Stopping the production of two enzymes associated with damage to brain cells may be the key to reversing symptoms linked to Parkinson’s disease and Alzheimer’s disease, giving renewed hope to Parkinson’s and Alzheimer’s caregivers. In laboratory studies involving fruit flies, researchers observed that lowering toxic metabolites caused by a process in the liver resulted in improved motor skills and signs of improved cognitive functioning.

Reducing Toxic Enzymes

During the five-year study, researchers discovered that lowering levels of the enzymes tryptophan-2,3-dioxygenase (TDO) and kynurenine 3-monooxygenase (KMO) provided added protection for brain cells. A combination of genetic adjustments and the use of certain drugs was used to reduce levels of these enzymes that become toxic when metabolized by the liver.

Protecting Brain Cells

Scientists already know that nerve cells in people with progressive conditions like AD and PD die in clusters in the parts of the brain affecting cognitive skills and motor functioning. Researchers discovered that reducing the TDO and KMO enzymes results in an increased production of kynurenic acid, a biochemical thought to protect nerve cells.
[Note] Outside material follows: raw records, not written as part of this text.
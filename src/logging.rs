//! Logging setup.
//!
//! Logs go to stderr. `RUST_LOG` takes precedence over the verbosity flags.

use clap::ValueEnum;
use serde::{Deserialize, Serialize};
use tracing_subscriber::util::{SubscriberInitExt, TryInitError};
use tracing_subscriber::{EnvFilter, fmt, layer::SubscriberExt};

/// Log output format.
#[derive(Debug, Clone, Copy, Default, PartialEq, Eq, Serialize, Deserialize, ValueEnum)]
#[serde(rename_all = "lowercase")]
pub enum LogFormat {
    /// Human-readable lines.
    #[default]
    Text,
    /// One JSON object per event.
    Json,
}

/// Default filter directive for the given flags.
#[must_use]
pub const fn default_directive(verbose: u8, quiet: bool) -> &'static str {
    if quiet {
        return "error";
    }
    match verbose {
        0 => "info",
        1 => "debug",
        _ => "trace",
    }
}

/// Initialize the global subscriber.
///
/// # Errors
///
/// Returns an error if a global subscriber is already set.
pub fn init_logging(
    verbose: u8,
    quiet: bool,
    format: Option<LogFormat>,
) -> Result<(), TryInitError> {
    let env_filter = EnvFilter::try_from_default_env()
        .unwrap_or_else(|_| EnvFilter::new(default_directive(verbose, quiet)));

    let registry = tracing_subscriber::registry().with(env_filter);
    match format.unwrap_or_default() {
        LogFormat::Json => registry
            .with(fmt::layer().json().with_writer(std::io::stderr))
            .try_init(),
        LogFormat::Text => registry
            .with(fmt::layer().with_target(false).with_writer(std::io::stderr))
            .try_init(),
    }
}

/// Install a test-friendly subscriber. Safe to call more than once.
pub fn init_test_logging() {
    let _ = tracing_subscriber::fmt()
        .with_env_filter(
            EnvFilter::try_from_default_env().unwrap_or_else(|_| EnvFilter::new("debug")),
        )
        .with_test_writer()
        .try_init();
}

#[cfg(test)]
mod tests {
    use super::*;

    #[test]
    fn test_default_directive_levels() {
        assert_eq!(default_directive(0, false), "info");
        assert_eq!(default_directive(1, false), "debug");
        assert_eq!(default_directive(3, false), "trace");
        assert_eq!(default_directive(2, true), "error");
    }

    #[test]
    fn test_log_format_serde() {
        let parsed: LogFormat = serde_json::from_str("\"json\"").unwrap();
        assert_eq!(parsed, LogFormat::Json);
        assert_eq!(serde_json::to_string(&LogFormat::Text).unwrap(), "\"text\"");
    }

    #[test]
    fn test_init_test_logging_is_idempotent() {
        init_test_logging();
        init_test_logging();
        tracing::debug!("still fine");
    }
}
//! Ticket stores.
//!
//! [`InMemoryStore`] is the `HashMap`-backed collection with `&mut self`
//! operations and JSONL persistence. [`SharedStore`] wraps it behind a
//! mutex and implements [`TicketStore`], the trait the HTTP layer is
//! handed.

use std::collections::{HashMap, HashSet};
use std::path::{Path, PathBuf};
use std::sync::{Mutex, MutexGuard};

use chrono::Utc;
use tracing::{debug, warn};

use crate::error::{Result, TicketError};
use crate::jsonl;
use crate::model::{NewTicket, Ticket};
use crate::query::{TicketFilter, TicketPatch};
use crate::util;

/// Document-collection operations over tickets.
///
/// Each call is atomic with respect to other calls on the same store.
pub trait TicketStore: Send + Sync {
    /// Return every ticket matching the filter, oldest first.
    ///
    /// # Errors
    ///
    /// Returns an error if the store cannot be read.
    fn find(&self, filter: &TicketFilter) -> Result<Vec<Ticket>>;

    /// Persist a new ticket, assigning its ID and timestamps.
    ///
    /// # Errors
    ///
    /// Returns `Validation` if a required field is blank, or a storage error.
    fn insert(&self, ticket: NewTicket) -> Result<Ticket>;

    /// Apply `patch` to the first ticket matching `filter`.
    ///
    /// Returns `Ok(None)` when nothing matched.
    ///
    /// # Errors
    ///
    /// Returns `InvalidId` if the filter's ID is malformed, or a storage error.
    fn update_one(&self, filter: &TicketFilter, patch: &TicketPatch) -> Result<Option<Ticket>>;

    /// Remove the first ticket matching `filter`.
    ///
    /// Returns `Ok(false)` when nothing matched.
    ///
    /// # Errors
    ///
    /// Returns `InvalidId` if the filter's ID is malformed, or a storage error.
    fn delete_one(&self, filter: &TicketFilter) -> Result<bool>;
}

/// In-memory ticket collection.
///
/// All data lives in memory. Use `open()` to load from a JSONL file
/// and `save()` to persist back.
#[derive(Debug)]
pub struct InMemoryStore {
    tickets: HashMap<String, Ticket>,
    dirty_ids: HashSet<String>,
    jsonl_path: Option<PathBuf>,
}

impl InMemoryStore {
    // ========================================================================
    // Lifecycle
    // ========================================================================

    /// Create a new empty store.
    #[must_use]
    pub fn new() -> Self {
        Self {
            tickets: HashMap::new(),
            dirty_ids: HashSet::new(),
            jsonl_path: None,
        }
    }

    /// Open and load from a JSONL file.
    ///
    /// # Errors
    ///
    /// Returns an error if the file cannot be read or parsed, holds a
    /// duplicate ID, or holds a ticket that breaks the record invariants.
    pub fn open(path: impl AsRef<Path>) -> Result<Self> {
        let path = path.as_ref();
        let loaded = jsonl::load(path)?;

        let mut store = Self::new();
        store.jsonl_path = Some(path.to_path_buf());

        for ticket in loaded {
            if let Err(errors) = ticket.validate() {
                warn!(id = %ticket.id, ?errors, "Rejecting invalid ticket in JSONL file");
                return Err(TicketError::from_validation_errors(errors));
            }
            if store.tickets.contains_key(&ticket.id) {
                return Err(TicketError::IdCollision { id: ticket.id });
            }
            store.tickets.insert(ticket.id.clone(), ticket);
        }

        debug!(path = %path.display(), count = store.tickets.len(), "Loaded tickets");
        Ok(store)
    }

    /// Open a JSONL file, creating an empty one if it does not exist.
    ///
    /// # Errors
    ///
    /// Returns an error if the file cannot be read, parsed or created.
    pub fn open_or_create(path: impl AsRef<Path>) -> Result<Self> {
        let path = path.as_ref();
        match Self::open(path) {
            Err(TicketError::FileNotFound(_)) => {
                if let Some(parent) = path.parent().filter(|p| !p.as_os_str().is_empty()) {
                    std::fs::create_dir_all(parent)?;
                }
                let mut store = Self::new();
                store.jsonl_path = Some(path.to_path_buf());
                store.save()?;
                debug!(path = %path.display(), "Created empty ticket file");
                Ok(store)
            }
            other => other,
        }
    }

    /// The JSONL file this store was opened from, if any.
    #[must_use]
    pub fn path(&self) -> Option<&Path> {
        self.jsonl_path.as_deref()
    }

    /// Save to the file that was opened.
    ///
    /// # Errors
    ///
    /// Returns `Storage` if no file path is set, or `Io` on write failure.
    pub fn save(&self) -> Result<()> {
        let path = self
            .jsonl_path
            .as_ref()
            .ok_or_else(|| TicketError::Storage("No file path set; use save_to()".to_string()))?;
        self.save_to(path)
    }

    /// Save to a specific file path.
    ///
    /// # Errors
    ///
    /// Returns `Io` on write failure.
    pub fn save_to(&self, path: impl AsRef<Path>) -> Result<()> {
        let tickets = Self::sorted(self.tickets.values().collect());
        jsonl::save(path.as_ref(), &tickets)
    }

    // ========================================================================
    // CRUD
    // ========================================================================

    /// Insert a new ticket.
    ///
    /// Assigns a fresh ID, sets both timestamps to now and marks it open.
    ///
    /// # Errors
    ///
    /// Returns `Validation`/`ValidationErrors` if a required field is blank.
    pub fn insert(&mut self, new: NewTicket) -> Result<Ticket> {
        new.validate().map_err(TicketError::from_validation_errors)?;

        let now = Utc::now();
        let id = util::generate_id(
            &new.project,
            &new.issue_title,
            &new.created_by,
            now,
            |id| self.tickets.contains_key(id),
        );

        let ticket = Ticket {
            id: id.clone(),
            project: new.project,
            issue_title: new.issue_title,
            issue_text: new.issue_text,
            created_on: now,
            updated_on: now,
            created_by: new.created_by,
            assigned_to: new.assigned_to,
            open: true,
            status_text: new.status_text,
        };

        self.tickets.insert(id.clone(), ticket.clone());
        self.dirty_ids.insert(id);

        Ok(ticket)
    }

    /// Return tickets matching the filter, ordered by `created_on` then ID.
    #[must_use]
    pub fn find(&self, filter: &TicketFilter) -> Vec<&Ticket> {
        if let Some(ref id) = filter.id {
            return self
                .tickets
                .get(id)
                .filter(|ticket| filter.matches(ticket))
                .into_iter()
                .collect();
        }

        let matching = self
            .tickets
            .values()
            .filter(|ticket| filter.matches(ticket))
            .collect();
        Self::sorted(matching)
    }

    /// Return the first ticket matching the filter.
    ///
    /// # Errors
    ///
    /// Returns `InvalidId` if the filter carries a malformed ID.
    pub fn find_one(&self, filter: &TicketFilter) -> Result<Option<&Ticket>> {
        check_filter_id(filter)?;
        Ok(self.find(filter).into_iter().next())
    }

    /// Apply a patch to the first ticket matching the filter.
    ///
    /// `updated_on` is refreshed even when the patch is empty and never
    /// moves backwards.
    ///
    /// # Errors
    ///
    /// Returns `InvalidId` if the filter carries a malformed ID.
    pub fn update_one(
        &mut self,
        filter: &TicketFilter,
        patch: &TicketPatch,
    ) -> Result<Option<Ticket>> {
        let Some(id) = self.find_one(filter)?.map(|ticket| ticket.id.clone()) else {
            return Ok(None);
        };
        let ticket = self
            .tickets
            .get_mut(&id)
            .ok_or_else(|| TicketError::TicketNotFound { id: id.clone() })?;

        patch.apply_to(ticket);
        ticket.updated_on = Utc::now().max(ticket.updated_on);

        let updated = ticket.clone();
        self.dirty_ids.insert(id);
        Ok(Some(updated))
    }

    /// Remove the first ticket matching the filter and return it.
    ///
    /// # Errors
    ///
    /// Returns `InvalidId` if the filter carries a malformed ID.
    pub fn delete_one(&mut self, filter: &TicketFilter) -> Result<Option<Ticket>> {
        let Some(id) = self.find_one(filter)?.map(|ticket| ticket.id.clone()) else {
            return Ok(None);
        };
        let removed = self.tickets.remove(&id);
        self.dirty_ids.insert(id);
        Ok(removed)
    }

    /// Put a ticket back exactly as given, replacing any current version.
    pub fn restore(&mut self, ticket: Ticket) {
        self.dirty_ids.insert(ticket.id.clone());
        self.tickets.insert(ticket.id.clone(), ticket);
    }

    /// Drop a ticket by ID without filter checks.
    pub fn remove(&mut self, id: &str) -> Option<Ticket> {
        self.dirty_ids.insert(id.to_string());
        self.tickets.remove(id)
    }

    // ========================================================================
    // Dirty Tracking
    // ========================================================================

    /// Whether any ticket changed since the last `clear_dirty`.
    #[must_use]
    pub fn is_dirty(&self) -> bool {
        !self.dirty_ids.is_empty()
    }

    pub fn clear_dirty(&mut self) {
        self.dirty_ids.clear();
    }

    #[must_use]
    pub fn len(&self) -> usize {
        self.tickets.len()
    }

    #[must_use]
    pub fn is_empty(&self) -> bool {
        self.tickets.is_empty()
    }

    // ========================================================================
    // Internal Helpers
    // ========================================================================

    fn sorted(mut tickets: Vec<&Ticket>) -> Vec<&Ticket> {
        tickets.sort_by(|a, b| a.created_on.cmp(&b.created_on).then(a.id.cmp(&b.id)));
        tickets
    }
}

impl Default for InMemoryStore {
    fn default() -> Self {
        Self::new()
    }
}

fn check_filter_id(filter: &TicketFilter) -> Result<()> {
    match filter.id {
        Some(ref id) if !util::is_valid_id(id) => Err(TicketError::InvalidId { id: id.clone() }),
        _ => Ok(()),
    }
}

/// Thread-safe ticket store.
///
/// Wraps an [`InMemoryStore`] in a mutex. When opened from a file, every
/// successful mutation is written back before the call returns; if the
/// write fails the in-memory change is rolled back.
#[derive(Debug)]
pub struct SharedStore {
    inner: Mutex<InMemoryStore>,
}

impl SharedStore {
    /// Create a store that only lives in memory.
    #[must_use]
    pub fn in_memory() -> Self {
        Self::from_store(InMemoryStore::new())
    }

    /// Open (or create) a JSONL-backed store.
    ///
    /// # Errors
    ///
    /// Returns an error if the file cannot be read, parsed or created.
    pub fn open(path: impl AsRef<Path>) -> Result<Self> {
        InMemoryStore::open_or_create(path).map(Self::from_store)
    }

    #[must_use]
    pub fn from_store(store: InMemoryStore) -> Self {
        Self {
            inner: Mutex::new(store),
        }
    }

    /// Number of stored tickets.
    ///
    /// # Errors
    ///
    /// Returns `Storage` if the lock is poisoned.
    pub fn len(&self) -> Result<usize> {
        Ok(self.lock()?.len())
    }

    /// # Errors
    ///
    /// Returns `Storage` if the lock is poisoned.
    pub fn is_empty(&self) -> Result<bool> {
        Ok(self.lock()?.is_empty())
    }

    fn lock(&self) -> Result<MutexGuard<'_, InMemoryStore>> {
        self.inner
            .lock()
            .map_err(|_| TicketError::Storage("ticket store lock poisoned".to_string()))
    }

    /// Write dirty state to disk if the store is file-backed.
    fn persist(store: &mut InMemoryStore) -> Result<()> {
        if store.path().is_none() || !store.is_dirty() {
            store.clear_dirty();
            return Ok(());
        }
        store.save()?;
        store.clear_dirty();
        Ok(())
    }
}

impl TicketStore for SharedStore {
    fn find(&self, filter: &TicketFilter) -> Result<Vec<Ticket>> {
        let store = self.lock()?;
        Ok(store.find(filter).into_iter().cloned().collect())
    }

    fn insert(&self, ticket: NewTicket) -> Result<Ticket> {
        let mut store = self.lock()?;
        let created = store.insert(ticket)?;
        if let Err(err) = Self::persist(&mut store) {
            warn!(id = %created.id, error = %err, "Failed to persist insert; rolling back");
            store.remove(&created.id);
            store.clear_dirty();
            return Err(err);
        }
        Ok(created)
    }

    fn update_one(&self, filter: &TicketFilter, patch: &TicketPatch) -> Result<Option<Ticket>> {
        let mut store = self.lock()?;
        let previous = store.find_one(filter)?.cloned();
        let updated = store.update_one(filter, patch)?;
        if let Err(err) = Self::persist(&mut store) {
            if let Some(previous) = previous {
                warn!(id = %previous.id, error = %err, "Failed to persist update; rolling back");
                store.restore(previous);
            }
            store.clear_dirty();
            return Err(err);
        }
        Ok(updated)
    }

    fn delete_one(&self, filter: &TicketFilter) -> Result<bool> {
        let mut store = self.lock()?;
        let removed = store.delete_one(filter)?;
        if let Err(err) = Self::persist(&mut store) {
            if let Some(removed) = removed {
                warn!(id = %removed.id, error = %err, "Failed to persist delete; rolling back");
                store.restore(removed);
            }
            store.clear_dirty();
            return Err(err);
        }
        Ok(removed.is_some())
    }
}

impl Default for SharedStore {
    fn default() -> Self {
        Self::in_memory()
    }
}
#[cfg(test)]
mod tests {
    use std::sync::{
        atomic::{AtomicUsize, Ordering},
        Mutex,
    };

    use gen3_tokens::{AccessToken, TokenRequestError};
    use reqwest::Client;
    use reqwest_middleware::ClientBuilder;

    use super::*;

    const ENDPOINT: &str = "https://commons.example.org";

    #[derive(Default)]
    struct CountingSource {
        issued: Arc<AtomicUsize>,
    }

    #[async_trait::async_trait]
    impl AsyncTokenSource for CountingSource {
        async fn request_token(
            &mut self,
        ) -> std::result::Result<AccessToken, TokenRequestError> {
            let n = self.issued.fetch_add(1, Ordering::SeqCst) + 1;
            Ok(AccessToken::new(format!("token-{}", n)))
        }
    }

    struct FailingSource;

    #[async_trait::async_trait]
    impl AsyncTokenSource for FailingSource {
        async fn request_token(
            &mut self,
        ) -> std::result::Result<AccessToken, TokenRequestError> {
            Err(TokenRequestError::UnusableToken)
        }
    }

    /// Answers the first `rejections` requests with `401`, then `200`
    struct Commons {
        rejections: usize,
        status: u16,
        seen: Mutex<Vec<Option<String>>>,
    }

    impl Commons {
        fn rejecting(rejections: usize) -> Self {
            Self {
                rejections,
                status: 401,
                seen: Mutex::new(Vec::new()),
            }
        }

        fn answering(status: u16) -> Self {
            Self {
                rejections: usize::MAX,
                status,
                seen: Mutex::new(Vec::new()),
            }
        }

        fn seen(&self) -> Vec<Option<String>> {
            self.seen.lock().unwrap().clone()
        }
    }

    #[async_trait::async_trait]
    impl Middleware for Commons {
        async fn handle(
            &self,
            req: Request,
            _: &mut http::Extensions,
            _: Next<'_>,
        ) -> Result<Response> {
            let authorization = req.headers().get(header::AUTHORIZATION).map(|v| {
                v.to_str()
                    .expect("authorization header was not valid UTF-8")
                    .to_owned()
            });

            let mut seen = self.seen.lock().unwrap();
            seen.push(authorization);

            let status = if seen.len() <= self.rejections {
                self.status
            } else {
                200
            };

            Ok(http::Response::builder()
                .status(status)
                .body(format!("attempt {}", seen.len()))
                .unwrap()
                .into())
        }
    }

    fn prepare_middleware() -> (AuthMiddleware<CountingSource>, Arc<AtomicUsize>) {
        let source = CountingSource::default();
        let issued = source.issued.clone();
        (
            AuthMiddleware::new(AuthSession::from_source(ENDPOINT, source)),
            issued,
        )
    }

    fn client_with<S, P>(
        middleware: AuthMiddleware<S, P>,
        commons: Arc<Commons>,
    ) -> reqwest_middleware::ClientWithMiddleware
    where
        S: AsyncTokenSource + 'static,
        P: Predicate<Request> + Send + Sync + 'static,
    {
        ClientBuilder::new(Client::default())
            .with(middleware)
            .with_arc(commons)
            .build()
    }

    mod when_request_does_not_have_an_authorization_header {
        use super::*;

        #[tokio::test]
        async fn middleware_attaches_bearer_token() {
            let (middleware, issued) = prepare_middleware();
            let commons = Arc::new(Commons::rejecting(0));
            let client = client_with(middleware, commons.clone());

            let resp = client.get(format!("{}/user/user", ENDPOINT)).send().await.unwrap();

            assert_eq!(resp.status(), http::StatusCode::OK);
            assert_eq!(commons.seen(), vec![Some("bearer token-1".to_owned())]);
            assert_eq!(issued.load(Ordering::SeqCst), 1);
        }

        #[tokio::test]
        async fn middleware_reuses_the_cached_token() {
            let (middleware, issued) = prepare_middleware();
            let commons = Arc::new(Commons::rejecting(0));
            let client = client_with(middleware, commons.clone());

            for _ in 0..3 {
                client.get(ENDPOINT).send().await.unwrap();
            }

            assert_eq!(commons.seen().len(), 3);
            assert_eq!(issued.load(Ordering::SeqCst), 1);
        }

        #[tokio::test]
        async fn other_failures_are_passed_through() {
            let (middleware, issued) = prepare_middleware();
            let commons = Arc::new(Commons::answering(500));
            let client = client_with(middleware, commons.clone());

            let resp = client.get(ENDPOINT).send().await.unwrap();

            assert_eq!(resp.status(), http::StatusCode::INTERNAL_SERVER_ERROR);
            assert_eq!(commons.seen().len(), 1);
            assert_eq!(issued.load(Ordering::SeqCst), 1);
        }

        #[tokio::test]
        async fn token_failures_are_middleware_errors() {
            let middleware = AuthMiddleware::new(AuthSession::from_source(ENDPOINT, FailingSource));
            let commons = Arc::new(Commons::rejecting(0));
            let client = client_with(middleware, commons.clone());

            let err = client.get(ENDPOINT).send().await.unwrap_err();

            assert!(matches!(err, Error::Middleware(_)));
            assert!(commons.seen().is_empty());
        }

        mod and_the_token_is_rejected_once {
            use super::*;

            #[tokio::test]
            async fn middleware_replays_with_a_fresh_token() {
                let (middleware, issued) = prepare_middleware();
                let commons = Arc::new(Commons::rejecting(1));
                let client = client_with(middleware, commons.clone());

                let resp = client.get(ENDPOINT).send().await.unwrap();

                assert_eq!(resp.status(), http::StatusCode::OK);
                assert_eq!(
                    commons.seen(),
                    vec![
                        Some("bearer token-1".to_owned()),
                        Some("bearer token-2".to_owned())
                    ]
                );
                assert_eq!(issued.load(Ordering::SeqCst), 2);

                let history = ResponseHistory::of(&resp);
                assert_eq!(history.len(), 1);
                assert_eq!(history[0].status(), http::StatusCode::UNAUTHORIZED);
                assert_eq!(history[0].body().as_ref(), b"attempt 1");
            }

            #[tokio::test]
            async fn forbidden_is_treated_the_same() {
                let (middleware, issued) = prepare_middleware();
                let commons = Arc::new(Commons {
                    status: 403,
                    ..Commons::rejecting(1)
                });
                let client = client_with(middleware, commons.clone());

                let resp = client.get(ENDPOINT).send().await.unwrap();

                assert_eq!(resp.status(), http::StatusCode::OK);
                assert_eq!(issued.load(Ordering::SeqCst), 2);
            }
        }

        mod and_the_token_is_always_rejected {
            use super::*;

            #[tokio::test]
            async fn middleware_gives_up_after_one_replay() {
                let (middleware, issued) = prepare_middleware();
                let commons = Arc::new(Commons::answering(401));
                let client = client_with(middleware, commons.clone());

                let resp = client.get(ENDPOINT).send().await.unwrap();

                assert_eq!(resp.status(), http::StatusCode::UNAUTHORIZED);
                assert_eq!(resp.text().await.unwrap(), "attempt 2");
                assert_eq!(commons.seen().len(), 2);
                assert_eq!(issued.load(Ordering::SeqCst), 2);
            }
        }
    }

    mod when_request_has_a_body_that_cannot_be_cloned {
        use futures::stream;
        use reqwest::Body;

        use super::*;

        #[tokio::test]
        async fn middleware_signs_once_and_does_not_replay() {
            let (middleware, issued) = prepare_middleware();
            let commons = Arc::new(Commons::answering(401));
            let client = client_with(middleware, commons.clone());

            let chunks: Vec<std::result::Result<&'static str, std::io::Error>> =
                vec![Ok("manifest "), Ok("upload")];
            let resp = client
                .post(format!("{}/index/index", ENDPOINT))
                .body(Body::wrap_stream(stream::iter(chunks)))
                .send()
                .await
                .unwrap();

            assert_eq!(resp.status(), http::StatusCode::UNAUTHORIZED);
            assert!(ResponseHistory::of(&resp).is_empty());
            assert_eq!(commons.seen(), vec![Some("bearer token-1".to_owned())]);
            assert_eq!(issued.load(Ordering::SeqCst), 1);
        }
    }

    mod when_request_is_for_another_origin {
        use super::*;

        const PRESIGNED_URL: &str =
            "http://bucket.s3.amazonaws.com/obj?X-Amz-Signature=abc";

        #[tokio::test]
        async fn middleware_with_defaults_leaves_it_unsigned() {
            let (middleware, issued) = prepare_middleware();
            let commons = Arc::new(Commons::rejecting(0));
            let client = client_with(middleware, commons.clone());

            client.get(PRESIGNED_URL).send().await.unwrap();

            assert_eq!(commons.seen(), vec![None]);
            assert_eq!(issued.load(Ordering::SeqCst), 0);
        }

        #[tokio::test]
        async fn middleware_with_defaults_does_not_replay_rejections() {
            let (middleware, issued) = prepare_middleware();
            let session = middleware.session().clone();
            let commons = Arc::new(Commons::answering(403));
            let client = client_with(middleware, commons.clone());

            session.access_token().await.unwrap();
            let resp = client.get(PRESIGNED_URL).send().await.unwrap();

            assert_eq!(resp.status(), http::StatusCode::FORBIDDEN);
            assert_eq!(commons.seen(), vec![None]);
            assert_eq!(issued.load(Ordering::SeqCst), 1);
            assert_eq!(
                session.state().await,
                gen3_tokens::SessionState::Authenticated
            );
        }

        #[tokio::test]
        async fn same_host_over_another_scheme_is_another_origin() {
            let (middleware, issued) = prepare_middleware();
            let commons = Arc::new(Commons::rejecting(0));
            let client = client_with(middleware, commons.clone());

            client
                .get("http://commons.example.org/user/user")
                .send()
                .await
                .unwrap();

            assert_eq!(commons.seen(), vec![None]);
            assert_eq!(issued.load(Ordering::SeqCst), 0);
        }

        mod and_predicate_evaluates_to_attach {
            use super::*;

            #[tokio::test]
            async fn middleware_attaches_access_token() {
                let (middleware, _) = prepare_middleware();
                let middleware = middleware.with_predicate(
                    SameOrigin::new(ENDPOINT).or(ExactHostMatch::new("bucket.s3.amazonaws.com")),
                );
                let commons = Arc::new(Commons::rejecting(0));
                let client = client_with(middleware, commons.clone());

                client.get(PRESIGNED_URL).send().await.unwrap();

                assert_eq!(commons.seen(), vec![Some("bearer token-1".to_owned())]);
            }
        }

        mod and_predicate_evaluates_to_ignore {
            use super::*;

            #[tokio::test]
            async fn middleware_does_not_attach_access_token_to_the_commons() {
                let (middleware, issued) = prepare_middleware();
                let middleware = middleware.with_predicate(predicate::never());
                let commons = Arc::new(Commons::rejecting(0));
                let client = client_with(middleware, commons.clone());

                client.get(ENDPOINT).send().await.unwrap();

                assert_eq!(commons.seen(), vec![None]);
                assert_eq!(issued.load(Ordering::SeqCst), 0);
            }
        }
    }

    mod same_origin {
        use super::*;

        fn get(url: &str) -> Request {
            Request::new(reqwest::Method::GET, url.parse().unwrap())
        }

        #[test]
        fn matches_paths_and_an_explicit_default_port() {
            let predicate = SameOrigin::new("https://commons.example.org");
            assert!(predicate.eval(&get("https://commons.example.org/user/user")));
            assert!(predicate.eval(&get("https://commons.example.org:443/index")));
        }

        #[test]
        fn rejects_other_hosts_and_ports() {
            let predicate = SameOrigin::new("http://host:8080");
            assert!(predicate.eval(&get("http://host:8080/x")));
            assert!(!predicate.eval(&get("http://host/x")));
            assert!(!predicate.eval(&get("http://other:8080/x")));
        }

        #[test]
        fn an_endpoint_without_an_origin_matches_nothing() {
            let predicate = SameOrigin::new("not a url");
            assert!(!predicate.eval(&get("https://commons.example.org/")));
            assert_eq!(predicate.to_string(), "never");
        }
    }

    mod when_request_has_an_authorization_header {
        use super::*;

        #[tokio::test]
        async fn middleware_leaves_it_in_place() {
            let (middleware, issued) = prepare_middleware();
            let commons = Arc::new(Commons::rejecting(0));
            let client = client_with(middleware, commons.clone());

            client
                .get(ENDPOINT)
                .header(header::AUTHORIZATION, "bearer caller-supplied")
                .send()
                .await
                .unwrap();

            assert_eq!(commons.seen(), vec![Some("bearer caller-supplied".to_owned())]);
            assert_eq!(issued.load(Ordering::SeqCst), 0);
        }

        #[tokio::test]
        async fn middleware_does_not_replay_rejections() {
            let (middleware, issued) = prepare_middleware();
            let commons = Arc::new(Commons::answering(401));
            let client = client_with(middleware, commons.clone());

            let resp = client
                .get(ENDPOINT)
                .header(header::AUTHORIZATION, "bearer caller-supplied")
                .send()
                .await
                .unwrap();

            assert_eq!(resp.status(), http::StatusCode::UNAUTHORIZED);
            assert_eq!(commons.seen().len(), 1);
            assert_eq!(issued.load(Ordering::SeqCst), 0);
        }
    }
}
Preparing for an Aging Population

By 2050, nearly 90 million people in the United States will be 65 and older, according to Census Bureau estimates. Since the process of aging increases the risk of developing conditions like Alzheimer’s and Parkinson’s, researchers hope that identifying the cause of brain cell degeneration may shift the focus from managing symptoms to preventing the condition from progressing after a diagnosis is made.

Scientists plan to continue research into protective proteins like kynurenic acid with the goal of developing effective drugs to reduce the number of harmful enzymes in AD and PD patients when trials advance to include mammals and humans. British researchers announced plans to launch a clinical trial to study the glial cell-derived neurotrophic factor (GDNF), another protein that may help protect brain cells.